> [Task description]:
Where a line below holds the string "DatabaseTransaction", copy that line.

> [Data extract]:
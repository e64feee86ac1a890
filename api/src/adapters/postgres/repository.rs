//! Generic PostgreSQL repository
//!
//! Reads go straight to the table; keyed lookups become a filtered SELECT.
//! Mutations are staged in the unit of work's `ChangeSet` and applied inside
//! one transaction on `persist`.

use std::marker::PhantomData;

use async_trait::async_trait;
use sea_orm::{
    ConnectionTrait, DatabaseConnection, DatabaseTransaction, DbErr, QueryResult, SqlErr,
    Statement, TransactionTrait,
};
use tokio_util::sync::CancellationToken;
use uuid::Uuid;

use super::mapping::TableMapping;
use crate::domain::ports::{
    overlay_matching, ChangeSet, Lookup, Repository, StagedChange, TrackingMode,
};
use crate::error::DomainError;
use crate::query::{ensure_active, Query, RecordSource};

fn db_error(e: DbErr) -> DomainError {
    match e.sql_err() {
        Some(SqlErr::UniqueConstraintViolation(detail)) => DomainError::Validation(detail),
        _ => match e {
            DbErr::RecordNotFound(what) => DomainError::NotFound(what),
            e => DomainError::Database(e.to_string()),
        },
    }
}

struct TableSource<E> {
    db: DatabaseConnection,
    _record: PhantomData<fn() -> E>,
}

#[async_trait]
impl<E: TableMapping> RecordSource<E> for TableSource<E> {
    async fn load(&self, _cancel: &CancellationToken) -> Result<Vec<E>, DomainError> {
        E::load_all(&self.db).await.map_err(db_error)
    }
}

/// PostgreSQL implementation of `Repository<E>`, one per unit of work
pub struct PostgresRepository<E> {
    db: DatabaseConnection,
    changes: ChangeSet<E>,
}

impl<E: TableMapping> PostgresRepository<E> {
    pub fn new(db: DatabaseConnection) -> Self {
        Self {
            db,
            changes: ChangeSet::new(),
        }
    }

    fn source(&self) -> TableSource<E> {
        TableSource {
            db: self.db.clone(),
            _record: PhantomData,
        }
    }

    async fn sequence_query(&self, sql: String) -> Result<QueryResult, DomainError> {
        let backend = self.db.get_database_backend();
        self.db
            .query_one(Statement::from_string(backend, sql))
            .await
            .map_err(db_error)?
            .ok_or_else(|| DomainError::Internal(format!("no id sequence for {}", E::TABLE)))
    }

    /// Take the next value of the table's id sequence
    async fn reserve_id(&self) -> Result<i32, DomainError> {
        let row = self
            .sequence_query(format!(
                "SELECT nextval(pg_get_serial_sequence('{}', 'id')) AS id",
                E::TABLE
            ))
            .await?;

        let id: i64 = row.try_get("", "id").map_err(db_error)?;
        i32::try_from(id)
            .map_err(|_| DomainError::Internal(format!("{} id sequence exhausted", E::TABLE)))
    }

    async fn apply(
        txn: &DatabaseTransaction,
        changes: &[StagedChange<E>],
        cancel: &CancellationToken,
    ) -> Result<(), DomainError> {
        for change in changes {
            ensure_active(cancel)?;
            match change.clone() {
                StagedChange::Insert(record) => record.insert(txn).await,
                StagedChange::Update(record) => record.update(txn).await,
                StagedChange::Delete(record) => record.delete(txn).await,
            }
            .map_err(db_error)?;
        }
        ensure_active(cancel)
    }

    async fn commit(
        &self,
        changes: &[StagedChange<E>],
        cancel: &CancellationToken,
    ) -> Result<(), DomainError> {
        let txn = self.db.begin().await.map_err(db_error)?;

        if let Err(e) = Self::apply(&txn, changes, cancel).await {
            txn.rollback().await.map_err(db_error)?;
            return Err(e);
        }

        txn.commit().await.map_err(db_error)
    }
}

#[async_trait]
impl<E: TableMapping> Repository<E> for PostgresRepository<E> {
    fn query(&self, mode: TrackingMode) -> Query<E> {
        match mode {
            TrackingMode::NoTracking => Query::from_source(self.source()),
            TrackingMode::Tracking => self.changes.tracked(self.source()),
        }
    }

    async fn create(&self, mut record: E) -> Result<E, DomainError> {
        let id = self.reserve_id().await?;
        record.assign_identity(id, Uuid::new_v4());
        self.changes
            .stage(StagedChange::Insert(record.clone()))
            .await;
        Ok(record)
    }

    async fn update(&self, record: E) -> Result<(), DomainError> {
        self.changes.stage(StagedChange::Update(record)).await;
        Ok(())
    }

    async fn delete(&self, record: E) -> Result<(), DomainError> {
        self.changes.stage(StagedChange::Delete(record)).await;
        Ok(())
    }

    async fn lookup(
        &self,
        lookup: Lookup,
        mode: TrackingMode,
        cancel: &CancellationToken,
    ) -> Result<Vec<E>, DomainError> {
        ensure_active(cancel)?;
        let committed = E::load_matching(&self.db, &lookup)
            .await
            .map_err(db_error)?;
        ensure_active(cancel)?;

        Ok(match mode {
            TrackingMode::NoTracking => committed,
            TrackingMode::Tracking => {
                overlay_matching(committed, &self.changes.snapshot().await, &lookup)
            }
        })
    }

    async fn restart_ids(&self, cancel: &CancellationToken) -> Result<(), DomainError> {
        ensure_active(cancel)?;
        self.sequence_query(format!(
            "SELECT setval(pg_get_serial_sequence('{table}', 'id'), \
             COALESCE((SELECT MAX(id) FROM {table}), 0) + 1, false)",
            table = E::TABLE
        ))
        .await?;
        tracing::debug!(table = E::TABLE, "Restarted id sequence");
        Ok(())
    }

    async fn persist(&self, cancel: &CancellationToken) -> Result<usize, DomainError> {
        ensure_active(cancel)?;
        let changes = self.changes.take().await;
        if changes.is_empty() {
            return Ok(0);
        }

        match self.commit(&changes, cancel).await {
            Ok(()) => {
                tracing::debug!(table = E::TABLE, applied = changes.len(), "Persisted changes");
                Ok(changes.len())
            }
            Err(e) => {
                self.changes.restore(changes).await;
                Err(e)
            }
        }
    }
}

> [Task response]:
    ConnectionTrait, DatabaseConnection, DatabaseTransaction, DbErr, QueryResult, SqlErr,
        txn: &DatabaseTransaction,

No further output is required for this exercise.